How marriage may boost health

Having a close confidant is one of the key predictors of heart health. Most men have only one close confidant – their wife. Women are more confiding however and typically have several friends to whom they can reveal secrets which may be why marriage is less of a boon to their health (1). Another reason for this difference is that women generally take better care of themselves so that their good health behavior rubs off on their husbands who acquire a more health-conscious diet, get medical checkups, sleep more, and drink less alcohol.

The health benefits from marriage are complex, particularly for men, ranging from good health behavior to the advantages of an intimate social connection to their partner to reduced risks of alcoholism, accidents, and violence (5). One reason that married people are healthier is that tend to enjoy a higher standard of living that is associated with longer life expectancy.

Interestingly, single life elevates men’s testosterone levels. Both competition against other men, and sexual intercourse with new women increase testosterone production (6) that suppresses immune function. On the other hand, marriage tends to calm men down and has the effect of reducing testosterone production.

Married people have sex more often than singles; that is believed to improve health – particularly for men (1, 4). Moreover, men who spend any time in direct care of their children produce more oxytocin, the “cuddling hormone,” that bolsters the immune system (7). Married women typically raise more children than single women, and spend more time in child care thereby deriving greater health benefits.

Conclusion

There may well be a selection effect whereby healthy people spend more of their lives married. Moreover, divorce can be a major stressor with steep health costs (1). Yet Klinenberg’s objection to the Waite and Gallagher thesis about the health benefits of marriage does not hold water. There are just too many compelling biological mechanisms through which marriage makes people healthier. Of course, unmarried cohabitation would have similar benefits except that it is typically more unstable.

By comparison, the single life is (or was) damaging – particularly to men who suffer from the rigors of a risky and unhealthy lifestyle and numerous challenges to the immune system.
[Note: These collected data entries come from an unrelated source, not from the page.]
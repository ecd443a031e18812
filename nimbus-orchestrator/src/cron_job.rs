use std::sync::Arc;
use std::time::Duration;

use async_trait::async_trait;
use chrono::{DateTime, Utc};
use croner::Cron;
use nimbus_common::bus::EventType;
use nimbus_common::validate::{sanitize_domain_name, short_id};
use nimbus_common::{CoreError, CoreResult, CronJob, CronTarget};
use nimbus_providers::inventory::LaunchOptions;
use nimbus_providers::CallContext;
use serde_json::json;
use tokio::sync::Mutex;
use tokio::task::JoinSet;
use tokio_util::sync::CancellationToken;

use crate::services::InstanceService;
use crate::worker::Reconciler;

const HTTP_TIMEOUT: Duration = Duration::from_secs(30);
const TASK_TIMEOUT: Duration = Duration::from_secs(15 * 60);
const CLEANUP_TIMEOUT: Duration = Duration::from_secs(60);

/// Parses a five- or six-field schedule expression.
pub fn parse_schedule(expr: &str) -> CoreResult<Cron> {
    Cron::new(expr.trim())
        .with_seconds_optional()
        .parse()
        .map_err(|e| CoreError::validation("schedule", e.to_string()))
}

/// The first occurrence strictly after the job's last firing (or its creation).
pub fn next_fire(job: &CronJob) -> CoreResult<DateTime<Utc>> {
    let cron = parse_schedule(&job.schedule)?;
    let from = job.last_fired_at.unwrap_or(job.created_at);
    cron.find_next_occurrence(&from, false)
        .map_err(|e| CoreError::validation("schedule", e.to_string()))
}

/// Performs the job's side effect.
#[async_trait]
pub trait JobDispatcher: Send + Sync {
    async fn dispatch(&self, job: &CronJob) -> CoreResult<()>;

    /// Waits for work started by earlier dispatches to finish.
    async fn drain(&self) {}
}

/// HTTP targets are called with `reqwest`; function targets run as one-shot
/// tasks on the compute backend and are deleted once they exit, even when
/// the wait is cut short by shutdown.
pub struct DefaultDispatcher {
    http: reqwest::Client,
    svc: InstanceService,
    tasks: Mutex<JoinSet<()>>,
}

impl DefaultDispatcher {
    pub fn new(svc: InstanceService) -> Self {
        let http = reqwest::Client::builder()
            .timeout(HTTP_TIMEOUT)
            .build()
            .unwrap_or_default();
        Self {
            http,
            svc,
            tasks: Mutex::new(JoinSet::new()),
        }
    }

    async fn call_http(&self, job: &CronJob, url: &str, method: &str) -> CoreResult<()> {
        let method = reqwest::Method::from_bytes(method.to_ascii_uppercase().as_bytes())
            .map_err(|_| CoreError::validation("method", format!("'{method}' is not an HTTP method")))?;
        let resp = self
            .http
            .request(method, url)
            .json(&json!({ "cron_job_id": job.id, "name": job.name, "fired_at": Utc::now() }))
            .send()
            .await
            .map_err(|e| CoreError::BackendUnavailable(format!("{url}: {e}")))?;
        let status = resp.status();
        if !status.is_success() {
            return Err(CoreError::BackendRejected(format!("{url} answered {status}")));
        }
        Ok(())
    }

    async fn run_function(&self, job: &CronJob, image: &str, args: &[String]) -> CoreResult<()> {
        let opts = LaunchOptions {
            name: format!("cron-{}-{}", sanitize_domain_name(&job.name), short_id()),
            image: image.to_string(),
            command: args.to_vec(),
            labels: vec![("nimbus.cron".to_string(), job.id.to_string())],
            ..Default::default()
        };
        let compute = self.svc.backends().compute.clone();
        let info = compute.run_task(&self.svc.call_context(), &opts).await?;

        let token = self.svc.token().child_token();
        let job_id = job.id;
        let mut tasks = self.tasks.lock().await;
        while let Some(res) = tasks.try_join_next() {
            if let Err(e) = res {
                tracing::error!(error = %e, "cron task watcher panicked");
            }
        }
        tasks.spawn(async move {
            let ctx = CallContext::new(token, TASK_TIMEOUT);
            match compute.wait_task(&ctx, &info.handle).await {
                Ok(code) => tracing::info!(cron_job_id = %job_id, handle = %info.handle, exit_code = code, "cron task finished"),
                Err(e) => tracing::warn!(cron_job_id = %job_id, handle = %info.handle, error = %e, "cron task did not finish"),
            }
            // Shutdown cancels the wait, never the cleanup.
            let cleanup = CallContext::new(CancellationToken::new(), CLEANUP_TIMEOUT);
            if let Err(e) = compute.delete(&cleanup, &info.handle).await {
                tracing::warn!(cron_job_id = %job_id, handle = %info.handle, error = %e, "cron task left behind");
            }
        });
        Ok(())
    }
}

#[async_trait]
impl JobDispatcher for DefaultDispatcher {
    async fn dispatch(&self, job: &CronJob) -> CoreResult<()> {
        match &job.target.0 {
            CronTarget::Http { url, method } => self.call_http(job, url, method).await,
            CronTarget::Function { image, args } => self.run_function(job, image, args).await,
        }
    }

    async fn drain(&self) {
        let mut tasks = std::mem::take(&mut *self.tasks.lock().await);
        if !tasks.is_empty() {
            tracing::info!(pending = tasks.len(), "waiting for cron task cleanup");
        }
        while let Some(res) = tasks.join_next().await {
            if let Err(e) = res {
                tracing::error!(error = %e, "cron task watcher panicked");
            }
        }
    }
}

/// Fires due cron jobs. At most one firing per job per tick, no backfill.
pub struct CronReconciler {
    svc: InstanceService,
    dispatcher: Arc<dyn JobDispatcher>,
    period: Duration,
}

impl CronReconciler {
    pub fn new(svc: InstanceService, dispatcher: Arc<dyn JobDispatcher>) -> Self {
        Self {
            svc,
            dispatcher,
            period: Duration::from_secs(5),
        }
    }

    pub fn with_period(mut self, period: Duration) -> Self {
        self.period = period;
        self
    }

    pub async fn reconcile_at(&self, now: DateTime<Utc>, token: &CancellationToken) -> CoreResult<usize> {
        let mut fired = 0;
        for job in self.svc.store().list_cron().await? {
            if token.is_cancelled() {
                break;
            }
            if job.paused {
                continue;
            }
            let due = match next_fire(&job) {
                Ok(at) => at <= now,
                Err(e) => {
                    tracing::warn!(cron_job_id = %job.id, error = %e, "unparseable schedule");
                    continue;
                }
            };
            if !due {
                continue;
            }
            if let Err(e) = self.dispatcher.dispatch(&job).await {
                tracing::warn!(cron_job_id = %job.id, error = %e, "cron job not fired, retrying next tick");
                continue;
            }
            self.svc.store().stamp_cron(job.id, now).await?;
            tracing::info!(cron_job_id = %job.id, name = %job.name, "cron job fired");
            self.svc
                .events()
                .publish(EventType::CronFired, json!({ "cron_job_id": job.id, "name": job.name, "fired_at": now }))
                .await;
            fired += 1;
        }
        Ok(fired)
    }
}

#[async_trait]
impl Reconciler for CronReconciler {
    fn name(&self) -> &'static str {
        "cron"
    }

    fn period(&self) -> Duration {
        self.period
    }

    async fn reconcile(&self, token: &CancellationToken) -> CoreResult<usize> {
        self.reconcile_at(Utc::now(), token).await
    }

    async fn shutdown(&self) {
        self.dispatcher.drain().await;
    }
}

#[cfg(test)]
mod tests {
    use super::*;
    use chrono::TimeZone;
    use sqlx::types::Json;
    use uuid::Uuid;

    fn job(schedule: &str, created: DateTime<Utc>, last: Option<DateTime<Utc>>) -> CronJob {
        CronJob {
            id: Uuid::new_v4(),
            name: "nightly".into(),
            schedule: schedule.into(),
            target: Json(CronTarget::Http {
                url: "http://127.0.0.1:9/hook".into(),
                method: "POST".into(),
            }),
            paused: false,
            last_fired_at: last,
            created_at: created,
        }
    }

    #[test]
    fn rejects_garbage_schedules() {
        assert!(parse_schedule("every tuesday").is_err());
        assert!(parse_schedule("*/5 * * * *").is_ok());
    }

    #[test]
    fn next_fire_counts_from_last_firing() {
        let created = Utc.with_ymd_and_hms(2026, 3, 1, 10, 0, 30).unwrap();
        let j = job("*/5 * * * *", created, None);
        assert_eq!(next_fire(&j).unwrap(), Utc.with_ymd_and_hms(2026, 3, 1, 10, 5, 0).unwrap());

        let last = Utc.with_ymd_and_hms(2026, 3, 1, 10, 5, 0).unwrap();
        let j = job("*/5 * * * *", created, Some(last));
        assert_eq!(next_fire(&j).unwrap(), Utc.with_ymd_and_hms(2026, 3, 1, 10, 10, 0).unwrap());
    }
}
In the future, as more people are single for longer the quality of single life may improve due to greater social integration (4).

1. Waite, L. J., & Gallagher, M. (2000). The case for marriage. New York: Doubleday.
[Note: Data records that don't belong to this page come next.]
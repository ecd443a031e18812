use std::net::SocketAddr;
use std::process::ExitCode;
use std::sync::Arc;

use anyhow::Context;
use clap::Parser;
use nimbus_api::config::database::create_pool;
use nimbus_api::config::redis::create_client;
use nimbus_api::config::AppConfig;
use nimbus_api::rate_limit::CLEANUP_PERIOD;
use nimbus_api::routes::create_app;
use nimbus_api::setup::run_migrations;
use nimbus_api::AppState;
use nimbus_orchestrator::store::{MemoryStore, PgStore, Store};
use nimbus_orchestrator::{start_workers, EventPublisher, Hub, InstanceService, WorkerHealth};
use nimbus_providers::select_backends;
use tokio_util::sync::CancellationToken;
use tracing::{info, warn};
use tracing_subscriber::EnvFilter;

#[derive(Parser, Debug)]
#[command(name = "nimbus", version, about = "Mini IaaS control plane")]
struct Args {
    /// Apply database migrations and exit without starting workers or the listener.
    #[arg(long)]
    migrate_only: bool,
}

#[tokio::main]
async fn main() -> ExitCode {
    dotenv::dotenv().ok();
    let args = Args::parse();

    let config = AppConfig::from_env();
    init_tracing(config.as_ref().is_ok_and(|c| c.is_production()));
    let config = match config {
        Ok(c) => c,
        Err(e) => {
            tracing::error!(error = %format!("{e:#}"), "invalid configuration");
            return ExitCode::FAILURE;
        }
    };

    match run(args, config).await {
        Ok(()) => ExitCode::SUCCESS,
        Err(e) => {
            tracing::error!(error = %format!("{e:#}"), "nimbus stopped on an unrecoverable error");
            ExitCode::FAILURE
        }
    }
}

fn init_tracing(json: bool) {
    let filter = EnvFilter::try_from_default_env().unwrap_or_else(|_| EnvFilter::new("info"));
    let builder = tracing_subscriber::fmt().with_env_filter(filter);
    if json {
        builder.json().init();
    } else {
        builder.compact().init();
    }
}

async fn run(args: Args, config: AppConfig) -> anyhow::Result<()> {
    let store: Arc<dyn Store> = if config.uses_memory_store() {
        if args.migrate_only {
            info!("in-memory store selected, nothing to migrate");
            return Ok(());
        }
        warn!("using the in-memory store; state is lost on exit");
        Arc::new(MemoryStore::new())
    } else {
        let pool = create_pool(&config.database_url)
            .await
            .context("Failed to connect to Postgres")?;
        run_migrations(&pool).await.context("Failed to run migrations")?;
        if args.migrate_only {
            return Ok(());
        }
        Arc::new(PgStore::new(pool))
    };

    let redis_client = config
        .redis_url
        .as_deref()
        .map(create_client)
        .transpose()
        .context("Invalid REDIS_URL")?;

    let backends = select_backends(&config.backends)
        .await
        .context("Failed to initialize backends")?;
    if backends.network_degraded {
        warn!("network backend degraded; VPC bridges are not realized");
    }

    let root = CancellationToken::new();
    let (hub, hub_task) = Hub::spawn(root.child_token());
    let events = EventPublisher::new(Some(hub.clone()), redis_client.clone());
    let workers_token = root.child_token();
    let instances = InstanceService::new(store, backends.clone(), events, workers_token.clone());

    let health = WorkerHealth::default();
    let workers = config
        .role
        .runs_workers()
        .then(|| start_workers(&instances, health.clone(), &workers_token));

    let state = AppState::new(config.clone(), instances, Some(hub), health, redis_client);
    let cleanup = state.limiter.spawn_cleanup(CLEANUP_PERIOD, root.child_token());
    let app = create_app(state);

    let addr = SocketAddr::from(([0, 0, 0, 0], config.port));
    let listener = tokio::net::TcpListener::bind(addr)
        .await
        .with_context(|| format!("Failed to bind {addr}"))?;
    info!(%addr, role = ?config.role, "nimbus listening");

    let stop_accepting = CancellationToken::new();
    let mut server = tokio::spawn({
        let stop = stop_accepting.clone();
        async move {
            axum::serve(listener, app.into_make_service_with_connect_info::<SocketAddr>())
                .with_graceful_shutdown(stop.cancelled_owned())
                .await
        }
    });

    let server_failed = tokio::select! {
        _ = shutdown_signal() => {
            info!("shutdown signal received");
            None
        }
        res = &mut server => Some(res),
    };

    // Listener first, bounded by the drain window; then the workers.
    stop_accepting.cancel();
    if server_failed.is_none() {
        match tokio::time::timeout(config.shutdown_drain, &mut server).await {
            Ok(Ok(Ok(()))) => info!("http listener drained"),
            Ok(Ok(Err(e))) => warn!(error = %e, "http server error during drain"),
            Ok(Err(e)) => warn!(error = %e, "http server task failed"),
            Err(_) => {
                warn!(drain_secs = config.shutdown_drain.as_secs(), "drain window elapsed, dropping open connections");
                server.abort();
            }
        }
    }

    root.cancel();
    if let Some(workers) = workers {
        workers.join().await;
    }
    let _ = cleanup.await;
    let _ = hub_task.await;
    backends.close().await;

    match server_failed {
        Some(Ok(Ok(()))) | None => {
            info!("nimbus stopped");
            Ok(())
        }
        Some(Ok(Err(e))) => Err(e).context("HTTP server failed"),
        Some(Err(e)) => Err(e).context("HTTP server task failed"),
    }
}

async fn shutdown_signal() {
    let ctrl_c = async {
        if let Err(e) = tokio::signal::ctrl_c().await {
            warn!(error = %e, "ctrl-c handler unavailable");
            std::future::pending::<()>().await;
        }
    };

    #[cfg(unix)]
    let terminate = async {
        match tokio::signal::unix::signal(tokio::signal::unix::SignalKind::terminate()) {
            Ok(mut sig) => {
                sig.recv().await;
            }
            Err(e) => {
                warn!(error = %e, "SIGTERM handler unavailable");
                std::future::pending::<()>().await;
            }
        }
    };

    #[cfg(not(unix))]
    let terminate = std::future::pending::<()>();

    tokio::select! {
        _ = ctrl_c => {},
        _ = terminate => {},
    }
}
// Routes module - Centralizes all route definitions
pub mod compute;
pub mod health;
pub mod network;
pub mod storage;

use std::sync::Arc;

use axum::{middleware, Router};
use tower_http::trace::TraceLayer;

use crate::app::{create_cors, AppState};
use crate::rate_limit;

/// Build the main application router. Health routes are always served and
/// never rate limited; the rest only when this process serves the API.
pub fn create_router(state: Arc<AppState>) -> Router<Arc<AppState>> {
    let router = Router::new().merge(health::create_health_routes());
    if !state.config.role.serves_api() {
        return router;
    }
    let api = Router::new()
        .merge(compute::create_compute_routes())
        .merge(network::create_network_routes())
        .merge(storage::create_storage_routes())
        .route_layer(middleware::from_fn_with_state(state, rate_limit::limit));
    router.merge(api)
}

/// The router with state and the outer layers applied; what `main` serves.
pub fn create_app(state: Arc<AppState>) -> Router {
    create_router(state.clone())
        .layer(TraceLayer::new_for_http())
        .layer(create_cors())
        .with_state(state)
}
2. Lillard, L. A., and Waite, L. J. (1995). Till death do us part: Marital disruption and mortality. American Journal of Sociology, 100, 1131-1156.
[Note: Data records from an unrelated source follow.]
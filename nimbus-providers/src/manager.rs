use std::path::PathBuf;
use std::str::FromStr;
use std::sync::Arc;
use std::time::Duration;

use tracing::{info, warn};

use crate::container::ContainerBackend;
use crate::hypervisor::{HypervisorBackend, MachineProfile, VirshSession};
use crate::noop::{NoopCompute, NoopDns, NoopNetwork, NoopProxy, NoopStorage};
use crate::ovs::OvsNetwork;
use crate::powerdns::PowerDns;
use crate::proxy::NginxProxy;
use crate::runner::{CommandRunner, HostRunner};
use crate::storage::LocalStorage;
use crate::{BackendError, CallContext, ComputeBackend, DnsBackend, LbProxy, NetworkBackend, StorageBackend};

const PING_TIMEOUT: Duration = Duration::from_secs(10);

#[derive(Debug, Clone, Copy, PartialEq, Eq)]
pub enum ComputeKind {
    ContainerRuntime,
    Hypervisor,
    MicroVm,
    Noop,
}

impl FromStr for ComputeKind {
    type Err = String;

    fn from_str(s: &str) -> Result<Self, Self::Err> {
        match s.trim().to_ascii_lowercase().as_str() {
            "container-runtime" | "container" | "docker" => Ok(ComputeKind::ContainerRuntime),
            "hypervisor" | "libvirt" => Ok(ComputeKind::Hypervisor),
            "micro-vm" | "microvm" => Ok(ComputeKind::MicroVm),
            "noop" => Ok(ComputeKind::Noop),
            other => Err(format!("unknown compute backend {other:?}")),
        }
    }
}

#[derive(Debug, Clone, Copy, PartialEq, Eq)]
pub enum NetworkKind {
    Ovs,
    Noop,
    /// No network backend at all; health reports "unavailable".
    Disabled,
}

impl FromStr for NetworkKind {
    type Err = String;

    fn from_str(s: &str) -> Result<Self, Self::Err> {
        match s.trim().to_ascii_lowercase().as_str() {
            "ovs" | "openvswitch" => Ok(NetworkKind::Ovs),
            "noop" => Ok(NetworkKind::Noop),
            "none" | "disabled" => Ok(NetworkKind::Disabled),
            other => Err(format!("unknown network backend {other:?}")),
        }
    }
}

#[derive(Debug, Clone, Copy, PartialEq, Eq)]
pub enum DnsKind {
    PowerDns,
    Noop,
}

impl FromStr for DnsKind {
    type Err = String;

    fn from_str(s: &str) -> Result<Self, Self::Err> {
        match s.trim().to_ascii_lowercase().as_str() {
            "powerdns" | "pdns" => Ok(DnsKind::PowerDns),
            "noop" => Ok(DnsKind::Noop),
            other => Err(format!("unknown dns backend {other:?}")),
        }
    }
}

#[derive(Debug, Clone)]
pub struct BackendConfig {
    pub compute: ComputeKind,
    pub network: NetworkKind,
    pub dns: DnsKind,
    pub workdir: PathBuf,
    pub libvirt_uri: String,
    pub docker_socket: PathBuf,
    pub microvm_kernel: String,
    pub pdns_api_url: Option<String>,
    pub pdns_api_key: Option<String>,
}

/// The adapters chosen at startup. Cloning shares the same adapter values.
#[derive(Clone)]
pub struct Backends {
    pub compute: Arc<dyn ComputeBackend>,
    pub network: Option<Arc<dyn NetworkBackend>>,
    pub storage: Arc<dyn StorageBackend>,
    pub proxy: Arc<dyn LbProxy>,
    pub dns: Arc<dyn DnsBackend>,
    /// True when the configured network backend failed and the no-op one stands in.
    pub network_degraded: bool,
}

impl Backends {
    /// Everything no-op. Used by tests and the `noop` profile.
    pub fn noop() -> Self {
        Self {
            compute: Arc::new(NoopCompute),
            network: Some(Arc::new(NoopNetwork)),
            storage: Arc::new(NoopStorage),
            proxy: Arc::new(NoopProxy),
            dns: Arc::new(NoopDns),
            network_degraded: false,
        }
    }

    pub async fn close(&self) {
        self.compute.close().await;
    }
}

/// Builds and pings every adapter. The compute backend must answer its ping;
/// only the network backend may fall back to no-op.
pub async fn select_backends(cfg: &BackendConfig) -> Result<Backends, BackendError> {
    select_with_runner(cfg, Arc::new(HostRunner)).await
}

pub async fn select_with_runner(cfg: &BackendConfig, runner: Arc<dyn CommandRunner>) -> Result<Backends, BackendError> {
    let ping = CallContext::with_timeout(PING_TIMEOUT);

    let compute: Arc<dyn ComputeBackend> = match cfg.compute {
        ComputeKind::ContainerRuntime => Arc::new(ContainerBackend::new(&cfg.docker_socket)),
        ComputeKind::Hypervisor => Arc::new(HypervisorBackend::new(
            Arc::new(VirshSession::new(&cfg.libvirt_uri, runner.clone())),
            runner.clone(),
            MachineProfile::Standard,
        )),
        ComputeKind::MicroVm => Arc::new(HypervisorBackend::new(
            Arc::new(VirshSession::new(&cfg.libvirt_uri, runner.clone())),
            runner.clone(),
            MachineProfile::MicroVm {
                kernel: cfg.microvm_kernel.clone(),
            },
        )),
        ComputeKind::Noop => Arc::new(NoopCompute),
    };
    compute.ping(&ping).await?;
    info!(backend = compute.kind(), "compute backend ready");

    let (network, network_degraded): (Option<Arc<dyn NetworkBackend>>, bool) = match cfg.network {
        NetworkKind::Disabled => (None, false),
        NetworkKind::Noop => (Some(Arc::new(NoopNetwork)), false),
        NetworkKind::Ovs => {
            let ovs = OvsNetwork::new(runner.clone());
            match ovs.ping(&ping).await {
                Ok(()) => (Some(Arc::new(ovs)), false),
                Err(e) => {
                    warn!(error = %e, "ovs unavailable, falling back to noop network (degraded)");
                    (Some(Arc::new(NoopNetwork)), true)
                }
            }
        }
    };

    let (storage, proxy): (Arc<dyn StorageBackend>, Arc<dyn LbProxy>) = match cfg.compute {
        ComputeKind::Noop => (Arc::new(NoopStorage), Arc::new(NoopProxy)),
        _ => (
            Arc::new(LocalStorage::new(cfg.workdir.join("storage"), runner.clone())),
            Arc::new(NginxProxy::new(&cfg.workdir, compute.clone(), runner.clone())),
        ),
    };
    storage.ping(&ping).await?;

    let dns: Arc<dyn DnsBackend> = match cfg.dns {
        DnsKind::Noop => Arc::new(NoopDns),
        DnsKind::PowerDns => {
            let url = cfg
                .pdns_api_url
                .as_deref()
                .ok_or_else(|| BackendError::Unavailable("PDNS_API_URL is not set".into()))?;
            let dns = PowerDns::new(url, cfg.pdns_api_key.as_deref().unwrap_or(""))?;
            dns.ping(&ping).await?;
            Arc::new(dns)
        }
    };

    Ok(Backends {
        compute,
        network,
        storage,
        proxy,
        dns,
        network_degraded,
    })
}

#[cfg(test)]
mod tests {
    use super::*;
    use crate::runner::CommandOutput;
    use async_trait::async_trait;

    struct NoOvs;

    #[async_trait]
    impl CommandRunner for NoOvs {
        async fn run(&self, _ctx: &CallContext, program: &str, _args: &[&str]) -> crate::BackendResult<CommandOutput> {
            if program.starts_with("ovs") {
                Err(BackendError::BinaryMissing(program.to_string()))
            } else {
                Ok(CommandOutput::ok(""))
            }
        }
    }

    fn config(compute: ComputeKind, network: NetworkKind, workdir: PathBuf) -> BackendConfig {
        BackendConfig {
            compute,
            network,
            dns: DnsKind::Noop,
            workdir,
            libvirt_uri: "qemu:///system".into(),
            docker_socket: PathBuf::from("/nonexistent/docker.sock"),
            microvm_kernel: String::new(),
            pdns_api_url: None,
            pdns_api_key: None,
        }
    }

    #[tokio::test]
    async fn network_falls_back_to_noop() {
        let dir = tempfile::tempdir().unwrap();
        let cfg = config(ComputeKind::Noop, NetworkKind::Ovs, dir.path().to_path_buf());
        let backends = select_with_runner(&cfg, Arc::new(NoOvs)).await.unwrap();
        assert!(backends.network_degraded);
        assert_eq!(backends.network.map(|n| n.kind()), Some("noop"));
    }

    #[tokio::test]
    async fn compute_never_degrades() {
        let dir = tempfile::tempdir().unwrap();
        let cfg = config(ComputeKind::ContainerRuntime, NetworkKind::Noop, dir.path().to_path_buf());
        assert!(matches!(
            select_with_runner(&cfg, Arc::new(NoOvs)).await,
            Err(BackendError::Unavailable(_))
        ));
    }

    #[test]
    fn kinds_parse() {
        assert_eq!("micro-vm".parse::<ComputeKind>(), Ok(ComputeKind::MicroVm));
        assert_eq!("none".parse::<NetworkKind>(), Ok(NetworkKind::Disabled));
        assert!("xen".parse::<ComputeKind>().is_err());
    }
}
3. Blomgren, J., Martikainen, P., Grundy, E., & Koskinen, S. (2012). Marital history 1971-1991 and mortality 1991-2004 in England & Wales and Finland. Journal of Epidemiology and Community Health, 66, 30-36.

4. Klinenberg, E. (2012). Going solo: The extraordinary rise and surprising appeal of living alone. New York: Penguin.

5 Courtenay, W. H. (2000). Behavioral factors associated with disease, injury, and death, among men: Evidence and implications for prevention. Journal of Men’s Studies 9, 81-142.

6. Archer, J. (2006). Testosterone and human aggression: an evaluation of the challenge hypothesis. Neuroscence & Biobehavioral Reviews, 30, 319-345.

7. Uvnas-Moberg, K. (1998). Oxytocin may mediate the benefits of positive social interaction and emotions. Psychoneuroendocrinology 23: 819-835.